Summary
Two papers in this issue of Molecular Cell, Doncic et al. (2011) and Eser et al. (2011), present some satisfyingly simple ideas for the organization of the complex network that controls cell cycle progression and cell fate specification in budding yeast.
The default fate for a newly born budding yeast cell is to proceed through the cell cycle. Up to a certain point during the G1-phase of the cell cycle, termed Start, this fate is not inevitable; the cell has the option of mating rather than growing and dividing. But once Start has been passed, the cell is committed to doing a round of DNA replication and mitosis before it can once again consider mating. Much is known about the traversal of Start, based on decades of genetic and biochemical analysis of the pathways that regulate cell cycle progression in S. cerevisiae. Dozens of genes and proteins have been identified and organized into complex regulatory circuits. Still, we are left with the question of what exactly happens when Start is traversed. What does it mean for this regulatory circuit, built out of reversible elements, to irreversibly commit to a particular course? And of the hundreds of genes whose expression changes once Start has been passed, is there any logic to the question of which gene is expressed when? Two papers from the Skotheim group published in this issue of Molecular Cell (Doncic et al., 2011; Eser et al., 2011) provide interesting new insights into these issues.

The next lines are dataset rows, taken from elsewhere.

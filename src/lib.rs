pub mod domain;
pub mod error_conversions;
pub mod models;
pub mod notifier;
pub mod repository;
#[cfg(feature = "server")]
pub mod routes;
pub mod services;
pub mod templates;

use crate::notifier::NotificationGateway;
use crate::repository::{ClientReader, EmployeeReader, SellerReader, SellerSettingsReader};
use crate::templates::MessageRenderer;

/// Every store port the return workflow reads from.
pub trait ReturnStore:
    SellerReader + ClientReader + EmployeeReader + SellerSettingsReader + Send + Sync
{
}

impl<T> ReturnStore for T where
    T: SellerReader + ClientReader + EmployeeReader + SellerSettingsReader + Send + Sync
{
}

/// Collaborators shared by the HTTP handlers.
pub struct NotifierState {
    pub repo: Box<dyn ReturnStore>,
    pub renderer: Box<dyn MessageRenderer + Send + Sync>,
    pub gateway: Box<dyn NotificationGateway + Send + Sync>,
}

#[cfg(feature = "server")]
pub use server::run;

#[cfg(feature = "server")]
mod server {
    use actix_web::{App, HttpServer, middleware, web};

    use crate::NotifierState;
    use crate::models::config::ServerConfig;
    use crate::notifier::zmq_gateway::ZmqGateway;
    use crate::repository::InMemoryRepository;
    use crate::routes::api::api_v1_returns_notify;
    use crate::templates::tera_renderer::TeraRenderer;

    /// Builds and runs the Actix-Web HTTP server using the provided configuration.
    pub async fn run(server_config: ServerConfig) -> std::io::Result<()> {
        let repo = InMemoryRepository::new(&server_config.directory)
            .map_err(|e| std::io::Error::other(format!("Invalid directory: {e}")))?;

        let renderer = TeraRenderer::from_glob(&server_config.templates_dir)
            .map_err(|e| std::io::Error::other(format!("Template parsing error(s): {e}")))?;

        // Outbound notifications are published for the emailer and SMS workers.
        let gateway = ZmqGateway::connect(&server_config.zmq_notifier_pub)
            .map_err(|e| std::io::Error::other(format!("Failed to start ZMQ sender: {e}")))?;

        let state = web::Data::new(NotifierState {
            repo: Box::new(repo),
            renderer: Box::new(renderer),
            gateway: Box::new(gateway),
        });

        let bind_address = (server_config.address.clone(), server_config.port);
        log::info!("Starting server on {}:{}", bind_address.0, bind_address.1);

        HttpServer::new(move || {
            App::new()
                .wrap(middleware::Logger::default())
                .service(web::scope("/api").service(api_v1_returns_notify))
                .app_data(state.clone())
        })
        .bind(bind_address)?
        .run()
        .await
    }
}
//! Capability shared by every party that can appear in a notification.

/// Anything addressable by id and display name.
pub trait Contractor {
    fn id(&self) -> i64;

    fn name(&self) -> &str;

    /// Display name used in message templates: the name followed by the id.
    fn full_name(&self) -> String {
        format!("{} {}", self.name(), self.id()).trim().to_string()
    }
}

Whi5 Translocation Defines Start
To address the first question, Doncic et al. (2011) made use of a live-cell video microscopy approach. The main probe for the status of the Start trigger was a fluorescent version of the Whi5 protein, a yeast transcriptional inhibitor that plays a role analogous to that of Rb in animal cells (Costanzo et al., 2004; de Bruin et al., 2004). At about the time Start occurs, Whi5 exits the nucleus, and thus loses its ability to repress G1/S transcription. The authors treated yeast cells at different times after mitosis with mating pheromone to see if the cells had passed Start yet—if a cell goes directly into the mating program, it is pre-Start, whereas if it carries out another cell cycle before going into the mating program, it is post-Start. Simultaneously, they determined how much the nuclear concentration of Whi5 had dropped from its post-mitotic peak. This allowed them to determine how tight the connection was between Whi5 redistribution and Start.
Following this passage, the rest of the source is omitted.